//! Decision models.
//!
//! A model is the policy surface consulted by the generation runtime at
//! every alternation, quantifier and charset. The default model decides
//! uniformly at random; wrappers compose around an inner model to bias
//! ([`WeightedModel`]), adapt ([`CooldownModel`]) or override per rule
//! ([`DispatchingModel`]) the decisions.

use std::collections::HashMap;
use std::sync::{Arc, Mutex};

use derive_new::new as New;

use rand::rngs::StdRng;
use rand::{Rng, SeedableRng};

use crate::graph::Charset;

/// Identity of an alternative: `(rule name, alternation index within the
/// rule, alternative index within the alternation)`.
pub type AltKey = (String, usize, usize);

/// Decision policy consulted by the generator.
///
/// `node` is the name of the rule being generated; `idx` identifies the
/// decision site within that rule.
pub trait Model {
    /// Chooses one of `weights.len()` alternatives. Zero-weighted
    /// alternatives must not be chosen; the runtime has already applied
    /// its escape logic when all weights are zero.
    fn choice(&mut self, node: &str, idx: usize, weights: &[f64]) -> usize;

    /// Decides whether to produce one more iteration of a quantified
    /// subtree; only called while `start <= cnt < stop` and the size limit
    /// still admits an iteration.
    fn quantify(
        &mut self,
        node: &str,
        idx: usize,
        cnt: usize,
        start: usize,
        stop: Option<usize>,
    ) -> bool;

    /// Picks a scalar from the explicit codepoint set of a charset.
    fn charset(&mut self, node: &str, idx: usize, chars: &Charset) -> char;
}

/// The unguided random model: chooses proportionally to the weights,
/// flips a fair coin at quantifiers, samples charsets uniformly.
#[derive(Debug)]
pub struct DefaultModel {
    rng: StdRng,
}

impl DefaultModel {
    pub fn new() -> Self {
        Self {
            rng: StdRng::from_os_rng(),
        }
    }

    pub fn with_seed(seed: u64) -> Self {
        Self {
            rng: StdRng::seed_from_u64(seed),
        }
    }
}

impl Default for DefaultModel {
    fn default() -> Self {
        Self::new()
    }
}

impl Model for DefaultModel {
    fn choice(&mut self, _node: &str, _idx: usize, weights: &[f64]) -> usize {
        let total: f64 = weights.iter().sum();
        if total <= 0.0 {
            return 0;
        }
        let mut remaining = self.rng.random_range(0.0..total);
        for (i, weight) in weights.iter().enumerate() {
            if remaining < *weight {
                return i;
            }
            remaining -= weight;
        }
        weights.len() - 1
    }

    fn quantify(
        &mut self,
        _node: &str,
        _idx: usize,
        _cnt: usize,
        _start: usize,
        _stop: Option<usize>,
    ) -> bool {
        self.rng.random()
    }

    fn charset(&mut self, _node: &str, _idx: usize, chars: &Charset) -> char {
        chars
            .nth(self.rng.random_range(0..chars.len()))
            .expect("charsets are non-empty by construction")
    }
}

/// Wrapper that pre-multiplies alternative weights by a static multiplier
/// map before delegating.
#[derive(New)]
pub struct WeightedModel {
    model: Box<dyn Model>,
    weights: HashMap<AltKey, f64>,
}

impl std::fmt::Debug for WeightedModel {
    fn fmt(&self, f: &mut std::fmt::Formatter<'_>) -> std::fmt::Result {
        f.debug_struct("WeightedModel")
            .field("weights", &self.weights)
            .finish_non_exhaustive()
    }
}

impl WeightedModel {
    fn multiplier(weights: &HashMap<AltKey, f64>, node: &str, idx: usize, i: usize) -> f64 {
        weights
            .get(&(node.to_owned(), idx, i))
            .copied()
            .unwrap_or(1.0)
    }
}

impl Model for WeightedModel {
    fn choice(&mut self, node: &str, idx: usize, weights: &[f64]) -> usize {
        let scaled: Vec<f64> = weights
            .iter()
            .enumerate()
            .map(|(i, w)| w * Self::multiplier(&self.weights, node, idx, i))
            .collect();
        self.model.choice(node, idx, &scaled)
    }

    fn quantify(
        &mut self,
        node: &str,
        idx: usize,
        cnt: usize,
        start: usize,
        stop: Option<usize>,
    ) -> bool {
        self.model.quantify(node, idx, cnt, start, stop)
    }

    fn charset(&mut self, node: &str, idx: usize, chars: &Charset) -> char {
        self.model.charset(node, idx, chars)
    }
}

/// Wrapper that downscales the weight of an alternative each time it is
/// chosen, renormalizing within the alternation afterwards.
///
/// The weight map may be shared between generators running on parallel
/// workers; it is guarded by a mutex so that updates stay atomic with
/// respect to each other.
#[derive(New)]
pub struct CooldownModel {
    model: Box<dyn Model>,
    /// Factor applied to a chosen alternative's multiplier; 1.0 means no
    /// cooldown.
    cooldown: f64,
    weights: Arc<Mutex<HashMap<AltKey, f64>>>,
}

impl std::fmt::Debug for CooldownModel {
    fn fmt(&self, f: &mut std::fmt::Formatter<'_>) -> std::fmt::Result {
        f.debug_struct("CooldownModel")
            .field("cooldown", &self.cooldown)
            .finish_non_exhaustive()
    }
}

impl Model for CooldownModel {
    fn choice(&mut self, node: &str, idx: usize, weights: &[f64]) -> usize {
        let scaled: Vec<f64> = {
            let map = self.weights.lock().expect("cooldown weight map lock");
            weights
                .iter()
                .enumerate()
                .map(|(i, w)| {
                    w * map
                        .get(&(node.to_owned(), idx, i))
                        .copied()
                        .unwrap_or(1.0)
                })
                .collect()
        };
        let choice = self.model.choice(node, idx, &scaled);

        let mut map = self.weights.lock().expect("cooldown weight map lock");
        let chosen = map.entry((node.to_owned(), idx, choice)).or_insert(1.0);
        *chosen *= self.cooldown;
        let sum: f64 = (0..weights.len())
            .map(|i| {
                map.get(&(node.to_owned(), idx, i))
                    .copied()
                    .unwrap_or(1.0)
            })
            .sum();
        for i in 0..weights.len() {
            let entry = map.entry((node.to_owned(), idx, i)).or_insert(1.0);
            *entry /= sum;
        }
        choice
    }

    fn quantify(
        &mut self,
        node: &str,
        idx: usize,
        cnt: usize,
        start: usize,
        stop: Option<usize>,
    ) -> bool {
        self.model.quantify(node, idx, cnt, start, stop)
    }

    fn charset(&mut self, node: &str, idx: usize, chars: &Charset) -> char {
        self.model.charset(node, idx, chars)
    }
}

pub type ChoiceOverride = Box<dyn FnMut(usize, &[f64]) -> usize>;
pub type QuantifyOverride = Box<dyn FnMut(usize, usize, usize, Option<usize>) -> bool>;
pub type CharsetOverride = Box<dyn FnMut(usize, &Charset) -> char>;

/// Wrapper that overrides decisions in specific rules. Handlers are
/// registered per rule name at construction; everything else falls
/// through to the inner model.
#[derive(Default)]
pub struct DispatchingModel {
    model: Option<Box<dyn Model>>,
    choices: HashMap<String, ChoiceOverride>,
    quantifies: HashMap<String, QuantifyOverride>,
    charsets: HashMap<String, CharsetOverride>,
}

impl std::fmt::Debug for DispatchingModel {
    fn fmt(&self, f: &mut std::fmt::Formatter<'_>) -> std::fmt::Result {
        f.debug_struct("DispatchingModel")
            .field("choices", &self.choices.keys())
            .field("quantifies", &self.quantifies.keys())
            .field("charsets", &self.charsets.keys())
            .finish_non_exhaustive()
    }
}

impl DispatchingModel {
    pub fn new(model: Box<dyn Model>) -> Self {
        Self {
            model: Some(model),
            ..Self::default()
        }
    }

    pub fn override_choice(mut self, rule: impl Into<String>, handler: ChoiceOverride) -> Self {
        self.choices.insert(rule.into(), handler);
        self
    }

    pub fn override_quantify(mut self, rule: impl Into<String>, handler: QuantifyOverride) -> Self {
        self.quantifies.insert(rule.into(), handler);
        self
    }

    pub fn override_charset(mut self, rule: impl Into<String>, handler: CharsetOverride) -> Self {
        self.charsets.insert(rule.into(), handler);
        self
    }

    fn inner(&mut self) -> &mut Box<dyn Model> {
        self.model.as_mut().expect("dispatching model has an inner model")
    }
}

impl Model for DispatchingModel {
    fn choice(&mut self, node: &str, idx: usize, weights: &[f64]) -> usize {
        match self.choices.get_mut(node) {
            Some(handler) => handler(idx, weights),
            None => self.inner().choice(node, idx, weights),
        }
    }

    fn quantify(
        &mut self,
        node: &str,
        idx: usize,
        cnt: usize,
        start: usize,
        stop: Option<usize>,
    ) -> bool {
        match self.quantifies.get_mut(node) {
            Some(handler) => handler(idx, cnt, start, stop),
            None => self.inner().quantify(node, idx, cnt, start, stop),
        }
    }

    fn charset(&mut self, node: &str, idx: usize, chars: &Charset) -> char {
        match self.charsets.get_mut(node) {
            Some(handler) => handler(idx, chars),
            None => self.inner().charset(node, idx, chars),
        }
    }
}

#[cfg(test)]
mod tests {
    use super::*;

    #[test]
    fn default_choice_respects_zero_weights() {
        let mut model = DefaultModel::with_seed(42);
        for _ in 0..64 {
            let choice = model.choice("r", 0, &[0.0, 1.0, 0.0]);
            assert_eq!(choice, 1);
        }
    }

    #[test]
    fn default_charset_samples_members() {
        let mut model = DefaultModel::with_seed(7);
        let charset = Charset::new([(97, 99)]);
        for _ in 0..32 {
            let c = model.charset("r", 0, &charset);
            assert!(c == 'a' || c == 'b');
        }
    }

    #[test]
    fn weighted_model_masks_alternatives() {
        let weights = HashMap::from([(("r".to_owned(), 0, 0), 0.0)]);
        let mut model = WeightedModel::new(Box::new(DefaultModel::with_seed(3)), weights);
        for _ in 0..64 {
            assert_eq!(model.choice("r", 0, &[1.0, 1.0]), 1);
        }
    }

    #[test]
    fn cooldown_model_decays_chosen_alternative() {
        let shared = Arc::new(Mutex::new(HashMap::new()));
        let mut model = CooldownModel::new(
            Box::new(DefaultModel::with_seed(1)),
            0.5,
            Arc::clone(&shared),
        );
        // Only one viable alternative, so it is chosen and cooled down.
        model.choice("r", 0, &[1.0, 0.0]);
        let map = shared.lock().unwrap();
        let w0 = map[&("r".to_owned(), 0, 0)];
        let w1 = map[&("r".to_owned(), 0, 1)];
        assert!(w0 < w1);
        // Renormalized within the alternation.
        assert!((w0 + w1 - 1.0).abs() < 1e-9);
    }

    #[test]
    fn dispatching_model_prefers_overrides() {
        let mut model = DispatchingModel::new(Box::new(DefaultModel::with_seed(5)))
            .override_choice("special", Box::new(|_, _| 2));
        assert_eq!(model.choice("special", 0, &[1.0, 1.0, 0.1]), 2);
        // Unregistered rules keep the default behavior.
        assert_eq!(model.choice("other", 0, &[0.0, 1.0]), 1);
    }
}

Try it =
Filter the listing above so that only lines holding the word "field" remain, and report those lines.

Completed task =
            .field("weights", &self.weights)
            .field("cooldown", &self.cooldown)
            .field("choices", &self.choices.keys())
            .field("quantifies", &self.quantifies.keys())
            .field("charsets", &self.charsets.keys())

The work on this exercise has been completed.